When you have an NMO attack or get your Rituxan treatment, you are pumped silly with 1gram of steroids a day. That may not seem like a lot but to put it in perspective, the average prednisone dosage is 10mg. NMO and other autoimmune disease survivors are getting 10 times the average prescription. Not to mention, you are on a taper for possibly months after your attack. A taper is when your doctor slowly lowers the dosage of steroids, giving your body time to adjust and you time to figure out if your attack is ending or the steroids are simply treating symptoms.
Steroids, like you may already know, lead to TERRIBLE insomnia and anxiety. After my first attack, I was on steroids for three months, and for three months I could not sleep. Sometimes, I would go 48 hours with only 2 or 3 hours of sleep. It can be really frustrating and downright annoying. Here are some tricks I learned to make insomnia more bearable.
1. Binge a Show You've Already Watched
When you have an attack you're already scared because of the uncertainty it brings. Will I be able to walk again? Will I regain my vision? Will the spasms stop? When will this happen again? Studies show that rewatching your favorite movies and TV shows bring a sense of nostalgia because the feelings you had when first watch it are embedded in you forever. My friend calls The Princess Bride her "chicken noodle soup movie" because she is comforted thinking about the good times watching it when growing up. Don't believe me? Look it up! My own personal theory is that rewatching shows or movies you have already seen bring a sense of comfort because you already know the ending. When your life is unpredictable, stressful, and out of control, it is nice knowing that some things are constant and you know the outcomes. When I was sick, I rewatched The Office because the show makes me laugh and I felt comfort knowing what was the ending of each episode.
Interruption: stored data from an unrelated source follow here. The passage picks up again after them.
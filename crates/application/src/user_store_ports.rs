//! Local user store and password hashing ports.

use async_trait::async_trait;
use chrono::{DateTime, Utc};

use accountgate_core::AppResult;
use accountgate_domain::{AccountType, EmailAddress, LocalUserId, Username};

/// Company row owned by a local user.
#[derive(Debug, Clone, PartialEq, Eq)]
pub struct CompanyRecord {
    /// Surrogate company id.
    pub id: i64,
    /// Registered company name.
    pub company_name: String,
    /// Tax identification number.
    pub tax_id: Option<String>,
    /// Company phone number.
    pub phone_number: Option<String>,
    /// Company country.
    pub country: Option<String>,
    /// Company city.
    pub city: Option<String>,
    /// Company postal code.
    pub zip_code: Option<String>,
}

/// Durable local user representation.
///
/// Carries the password hash only; plaintext never reaches the store.
#[derive(Debug, Clone, PartialEq, Eq)]
pub struct LocalUserRecord {
    /// Store-assigned id.
    pub id: LocalUserId,
    /// Account kind.
    pub account_type: AccountType,
    /// Given name.
    pub first_name: Option<String>,
    /// Family name.
    pub last_name: Option<String>,
    /// Username shared with the identity provider.
    pub username: String,
    /// Canonical email.
    pub email: String,
    /// Phone number.
    pub phone_number: Option<String>,
    /// Country of residence.
    pub country: Option<String>,
    /// Whether the account is disabled locally.
    pub disabled: bool,
    /// Argon2id password hash.
    pub password_hash: String,
    /// Owned company, if any.
    pub company: Option<CompanyRecord>,
    /// Creation timestamp.
    pub created_at: DateTime<Utc>,
    /// Last modification timestamp.
    pub updated_at: DateTime<Utc>,
}

/// Company values for insertion.
#[derive(Debug, Clone, PartialEq, Eq)]
pub struct NewCompany {
    /// Registered company name.
    pub company_name: String,
    /// Tax identification number.
    pub tax_id: Option<String>,
    /// Company phone number.
    pub phone_number: Option<String>,
    /// Company country.
    pub country: Option<String>,
    /// Company city.
    pub city: Option<String>,
    /// Company postal code.
    pub zip_code: Option<String>,
}

/// User values for insertion.
#[derive(Debug, Clone, PartialEq, Eq)]
pub struct NewLocalUser {
    /// Account kind.
    pub account_type: AccountType,
    /// Given name.
    pub first_name: Option<String>,
    /// Family name.
    pub last_name: Option<String>,
    /// Username shared with the identity provider.
    pub username: Username,
    /// Canonical email.
    pub email: EmailAddress,
    /// Phone number.
    pub phone_number: Option<String>,
    /// Country of residence.
    pub country: Option<String>,
    /// Argon2id password hash.
    pub password_hash: String,
    /// Company to insert in the same transaction.
    pub company: Option<NewCompany>,
}

/// Field-level company patch. `None` leaves a column unchanged.
#[derive(Debug, Clone, Default, PartialEq, Eq)]
pub struct CompanyUpdate {
    /// New company name.
    pub company_name: Option<String>,
    /// New tax id.
    pub tax_id: Option<String>,
    /// New phone number.
    pub phone_number: Option<String>,
    /// New country.
    pub country: Option<String>,
    /// New city.
    pub city: Option<String>,
    /// New postal code.
    pub zip_code: Option<String>,
}

impl CompanyUpdate {
    /// Returns whether the patch touches no column.
    #[must_use]
    pub fn is_empty(&self) -> bool {
        self == &Self::default()
    }
}

/// Field-level user patch. `None` leaves a column unchanged.
#[derive(Debug, Clone, Default, PartialEq, Eq)]
pub struct UserUpdate {
    /// New account kind.
    pub account_type: Option<AccountType>,
    /// New given name.
    pub first_name: Option<String>,
    /// New family name.
    pub last_name: Option<String>,
    /// New email.
    pub email: Option<EmailAddress>,
    /// New phone number.
    pub phone_number: Option<String>,
    /// New country.
    pub country: Option<String>,
    /// New disabled flag.
    pub disabled: Option<bool>,
    /// New password hash.
    pub password_hash: Option<String>,
    /// Patch for the owned company; ignored when the user owns none.
    pub company: Option<CompanyUpdate>,
}

/// Repository port for local users and their companies.
#[async_trait]
pub trait UserStore: Send + Sync {
    /// Finds a user by canonical email.
    async fn find_by_email(&self, email: &EmailAddress) -> AppResult<Option<LocalUserRecord>>;

    /// Finds a user by id.
    async fn find_by_id(&self, user_id: LocalUserId) -> AppResult<Option<LocalUserRecord>>;

    /// Inserts the user and optional company in one transaction.
    ///
    /// A uniqueness violation returns `AppError::Conflict`.
    async fn create_user_and_company(&self, user: NewLocalUser) -> AppResult<LocalUserRecord>;

    /// Applies a patch to the user and owned company in one transaction.
    async fn update_user(
        &self,
        user_id: LocalUserId,
        update: UserUpdate,
    ) -> AppResult<LocalUserRecord>;

    /// Deletes the user and owned company. Returns whether a row was removed.
    async fn delete_by_id(&self, user_id: LocalUserId) -> AppResult<bool>;
}

/// Port for password hashing operations. Keeps domain/application free of
/// direct cryptographic library coupling.
pub trait PasswordHasher: Send + Sync {
    /// Hashes a plaintext password using Argon2id.
    fn hash_password(&self, password: &str) -> AppResult<String>;

    /// Verifies a plaintext password against a stored hash.
    fn verify_password(&self, password: &str, hash: &str) -> AppResult<bool>;
}
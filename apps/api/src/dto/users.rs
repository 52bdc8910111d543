use accountgate_application::{CompanyRecord, CompanyUpdate, LocalUserRecord, UserUpdateRequest};
use accountgate_core::AppError;
use accountgate_domain::{AccountType, PlainPassword};
use serde::{Deserialize, Serialize};
use ts_rs::TS;

/// API representation of a company owned by a business account.
#[derive(Debug, Serialize, TS)]
#[ts(
    export,
    export_to = "../../../packages/api-types/src/generated/company-response.ts"
)]
pub struct CompanyResponse {
    pub id: i64,
    pub company_name: String,
    pub tax_id: Option<String>,
    pub phone_number: Option<String>,
    pub country: Option<String>,
    pub city: Option<String>,
    pub zip_code: Option<String>,
}

/// API representation of a local user record.
#[derive(Debug, Serialize, TS)]
#[ts(
    export,
    export_to = "../../../packages/api-types/src/generated/user-response.ts"
)]
pub struct UserResponse {
    pub id: i64,
    pub account_type: String,
    pub first_name: Option<String>,
    pub last_name: Option<String>,
    pub username: String,
    pub email: String,
    pub phone_number: Option<String>,
    pub country: Option<String>,
    pub disabled: bool,
    pub company: Option<CompanyResponse>,
    /// RFC 3339 timestamp.
    pub created_at: String,
    /// RFC 3339 timestamp.
    pub updated_at: String,
}

/// Company fields of a user update. Absent fields are left unchanged.
#[derive(Debug, Default, Deserialize, TS)]
#[ts(
    export,
    export_to = "../../../packages/api-types/src/generated/update-company-request.ts"
)]
pub struct UpdateCompanyRequest {
    pub company_name: Option<String>,
    pub tax_id: Option<String>,
    pub phone_number: Option<String>,
    pub country: Option<String>,
    pub city: Option<String>,
    pub zip_code: Option<String>,
}

/// Incoming payload for a local user update. Absent fields are left unchanged.
#[derive(Debug, Default, Deserialize, TS)]
#[ts(
    export,
    export_to = "../../../packages/api-types/src/generated/update-user-request.ts"
)]
pub struct UpdateUserRequest {
    pub account_type: Option<String>,
    pub first_name: Option<String>,
    pub last_name: Option<String>,
    pub email: Option<String>,
    pub phone_number: Option<String>,
    pub country: Option<String>,
    pub disabled: Option<bool>,
    pub password: Option<String>,
    pub company: Option<UpdateCompanyRequest>,
}

impl From<CompanyRecord> for CompanyResponse {
    fn from(value: CompanyRecord) -> Self {
        Self {
            id: value.id,
            company_name: value.company_name,
            tax_id: value.tax_id,
            phone_number: value.phone_number,
            country: value.country,
            city: value.city,
            zip_code: value.zip_code,
        }
    }
}

impl From<LocalUserRecord> for UserResponse {
    fn from(value: LocalUserRecord) -> Self {
        Self {
            id: value.id.as_i64(),
            account_type: value.account_type.as_str().to_owned(),
            first_name: value.first_name,
            last_name: value.last_name,
            username: value.username,
            email: value.email,
            phone_number: value.phone_number,
            country: value.country,
            disabled: value.disabled,
            company: value.company.map(CompanyResponse::from),
            created_at: value.created_at.to_rfc3339(),
            updated_at: value.updated_at.to_rfc3339(),
        }
    }
}

impl TryFrom<UpdateUserRequest> for UserUpdateRequest {
    type Error = AppError;

    fn try_from(value: UpdateUserRequest) -> Result<Self, Self::Error> {
        Ok(Self {
            account_type: value
                .account_type
                .map(|value| AccountType::parse(&value.trim().to_ascii_uppercase()))
                .transpose()?,
            first_name: value.first_name,
            last_name: value.last_name,
            email: value.email,
            phone_number: value.phone_number,
            country: value.country,
            disabled: value.disabled,
            password: value.password.map(PlainPassword::new),
            company: value.company.map(|company| CompanyUpdate {
                company_name: company.company_name,
                tax_id: company.tax_id,
                phone_number: company.phone_number,
                country: company.country,
                city: company.city,
                zip_code: company.zip_code,
            }),
        })
    }
}
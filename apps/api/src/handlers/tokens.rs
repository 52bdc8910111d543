use axum::Json;
use axum::extract::State;

use crate::dto::{
    GenericMessageResponse, IntrospectTokenRequest, LoginRequest, LogoutRequest,
    RefreshTokenRequest, TokenIntrospectionResponse, TokenResponse,
};
use crate::error::ApiResult;
use crate::state::AppState;

pub async fn login_handler(
    State(state): State<AppState>,
    Json(payload): Json<LoginRequest>,
) -> ApiResult<Json<TokenResponse>> {
    let tokens = state
        .user_lifecycle_service
        .login(&payload.username, &payload.password)
        .await
        .map_err(|error| state.api_error(error))?;

    Ok(Json(TokenResponse::from(tokens)))
}

pub async fn refresh_token_handler(
    State(state): State<AppState>,
    Json(payload): Json<RefreshTokenRequest>,
) -> ApiResult<Json<TokenResponse>> {
    let tokens = state
        .user_lifecycle_service
        .refresh(&payload.refresh_token)
        .await
        .map_err(|error| state.api_error(error))?;

    Ok(Json(TokenResponse::from(tokens)))
}

pub async fn introspect_token_handler(
    State(state): State<AppState>,
    Json(payload): Json<IntrospectTokenRequest>,
) -> ApiResult<Json<TokenIntrospectionResponse>> {
    let introspection = state
        .user_lifecycle_service
        .introspect(&payload.token)
        .await
        .map_err(|error| state.api_error(error))?;

    Ok(Json(TokenIntrospectionResponse::from(introspection)))
}

pub async fn logout_handler(
    State(state): State<AppState>,
    Json(payload): Json<LogoutRequest>,
) -> ApiResult<Json<GenericMessageResponse>> {
    state
        .user_lifecycle_service
        .logout(&payload.refresh_token)
        .await
        .map_err(|error| state.api_error(error))?;

    Ok(Json(GenericMessageResponse {
        message: "logged out".to_owned(),
    }))
}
2. Take a Benadryl (or two!)
When you have an autoimmune disease you shouldn't take any medications or homeopathic remedies that stimulate your immune system. This means that taking a melatonin to get some shut eye is out of the question. I would take a Benadryl or two to help me get drowsy and fall asleep. This is also a good option for those who have seasonal allergies, just take them at night and you're killing two birds with one stone. Also, check with your healthcare professional before doing this to make sure it is the right option for you.
3. Lay Next to a Loved One
This one may seem a little bit creepy but I swear it is helpful and soothing. When sleep deprived, sad because of an attack, and on medication that causes anxiety, you can feel so alone and scared. To calm myself down I would lay down in bed next to my mom to remind myself that I was not alone. The steady breathing of someone sleeping is nice to meditate to and to synchronize your own breathing to. My boyfriend took me to one of my treatments and afterwards, he fell asleep watching TV while I stayed up with anxiety and insomnia. I curled up next to him, listened to his steady breath, and at one point he subconsciously put his arm around me in such a protective manor that was really soothing. Eventually, I calmed down and was able to fall asleep.
4. Find a Hobby or Passion!
When battling severe insomnia, I find something that I am passionate about and stick to it. After my first attack, I spent countless nights awake and researching my disease, organizations that funded research, and the AIP diet. While on break from my education, I felt like I was still learning but also taking charge of my life. I also would paint pictures or experiment with all sorts of cooking (AIP and non-AIP). Find a way to make yourself feel useful and to keep your mind off of all the negativity that can so easily creep in.
5. Don't Force Yourself to Sleep
One of the biggest things I found to actually inhibit my sleeping, was forcing myself to sleep. Laying in bed, staring at the ceiling, and feeling absolutely wide awake was one of the most frustrating feelings. In fact, laying in bed awake or playing on your phone is super unhealthy (even though I still do this all the time). If you are not on the brink of sleep you should not be laying in bed because it sets a pattern that it is okay to be awake in bed. Your body is constantly falling into habits, consciously or unconsciously. And a good habit is to only use your bed for sleeping. If your body gets used to doing other things in bed like watching TV or doing homework, it will not recognize it as a place of rest and in turn will make it more difficult to fall asleep. Also, don't torture yourself by forcing yourself to sleep, when on steroids, it will come when it comes.